● WHAT IS BEING ASKED
Please check every line of the listing for "PricePoint" and copy each line where it is found.

Segment Start: RECORDS FOR THE EXERCISE

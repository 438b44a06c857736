//! Daily price records and the ordered series they form.

use chrono::NaiveDate;
use serde::{Deserialize, Serialize};
use thiserror::Error;

/// Invariant violated while building a `PriceSeries`
#[derive(Debug, Clone, Copy, PartialEq, Eq, Error)]
pub enum SeriesError {
    #[error("duplicate trading day: {0}")]
    DuplicateDate(NaiveDate),
}

/// One trading day of market data
#[derive(Debug, Clone, PartialEq, Serialize, Deserialize)]
pub struct PricePoint {
    pub date: NaiveDate,
    pub open: f64,
    pub high: f64,
    pub low: f64,
    pub close: f64,
    pub last: f64,
    pub volume_shares: f64,
    pub volume_trades: f64,
    pub turnover: f64,
    pub vwap: f64,
}

impl PricePoint {
    /// Build a point from OHLC values; `last` and `vwap` default to the close
    /// and the volume fields to zero.
    pub fn new(date: NaiveDate, open: f64, high: f64, low: f64, close: f64) -> Self {
        Self {
            date,
            open,
            high,
            low,
            close,
            last: close,
            volume_shares: 0.0,
            volume_trades: 0.0,
            turnover: 0.0,
            vwap: close,
        }
    }

    pub fn with_volume(mut self, shares: f64, trades: f64, turnover: f64) -> Self {
        self.volume_shares = shares;
        self.volume_trades = trades;
        self.turnover = turnover;
        self
    }

    pub fn with_vwap(mut self, vwap: f64) -> Self {
        self.vwap = vwap;
        self
    }

    pub fn with_last(mut self, last: f64) -> Self {
        self.last = last;
        self
    }
}

/// Price history sorted ascending by date, one point per day.
///
/// Immutable once built; filtering produces a new series.
#[derive(Debug, Clone, PartialEq, Default, Serialize)]
pub struct PriceSeries {
    points: Vec<PricePoint>,
}

impl PriceSeries {
    /// Sort the points by date and reject duplicate days.
    pub fn new(mut points: Vec<PricePoint>) -> Result<Self, SeriesError> {
        points.sort_by_key(|p| p.date);
        if let Some(pair) = points.windows(2).find(|w| w[0].date == w[1].date) {
            return Err(SeriesError::DuplicateDate(pair[0].date));
        }
        Ok(Self { points })
    }

    pub fn points(&self) -> &[PricePoint] {
        &self.points
    }

    pub fn len(&self) -> usize {
        self.points.len()
    }

    pub fn is_empty(&self) -> bool {
        self.points.is_empty()
    }

    pub fn first(&self) -> Option<&PricePoint> {
        self.points.first()
    }

    pub fn last(&self) -> Option<&PricePoint> {
        self.points.last()
    }

    pub fn closes(&self) -> Vec<f64> {
        self.points.iter().map(|p| p.close).collect()
    }

    pub fn date_range(&self) -> Option<(NaiveDate, NaiveDate)> {
        Some((self.first()?.date, self.last()?.date))
    }

    /// Points whose date falls inside `[from, to]`; an open bound keeps
    /// everything on that side.
    pub fn between(&self, from: Option<NaiveDate>, to: Option<NaiveDate>) -> Self {
        let points = self
            .points
            .iter()
            .filter(|p| from.map_or(true, |f| p.date >= f) && to.map_or(true, |t| p.date <= t))
            .cloned()
            .collect();
        Self { points }
    }

    /// The trailing `window` points, clipped to the series length.
    pub fn tail(&self, window: usize) -> &[PricePoint] {
        let start = self.points.len().saturating_sub(window);
        &self.points[start..]
    }
}
//! Shared data models spanning the engine layers.

pub mod indicators;
pub mod price;
pub mod signal;

pub use indicators::{IndicatorPoint, IndicatorSeries, IndicatorSnapshot, SupportResistanceLevels};
pub use price::{PricePoint, PriceSeries, SeriesError};
pub use signal::{
    DirectionLabel, PerformanceLabel, Recommendation, ReturnLabel, RiskLabel, SignalVerdict,
    SupportResistanceZone, TrendSignal, VolatilityRegime,
};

Segment End: RECORDS FOR THE EXERCISE

● SOLUTION FOR THIS EXERCISE
pub struct PricePoint {
impl PricePoint {
    points: Vec<PricePoint>,
    pub fn new(mut points: Vec<PricePoint>) -> Result<Self, SeriesError> {
    pub fn points(&self) -> &[PricePoint] {
    pub fn first(&self) -> Option<&PricePoint> {
    pub fn last(&self) -> Option<&PricePoint> {
    pub fn tail(&self, window: usize) -> &[PricePoint] {
pub use price::{PricePoint, PriceSeries, SeriesError};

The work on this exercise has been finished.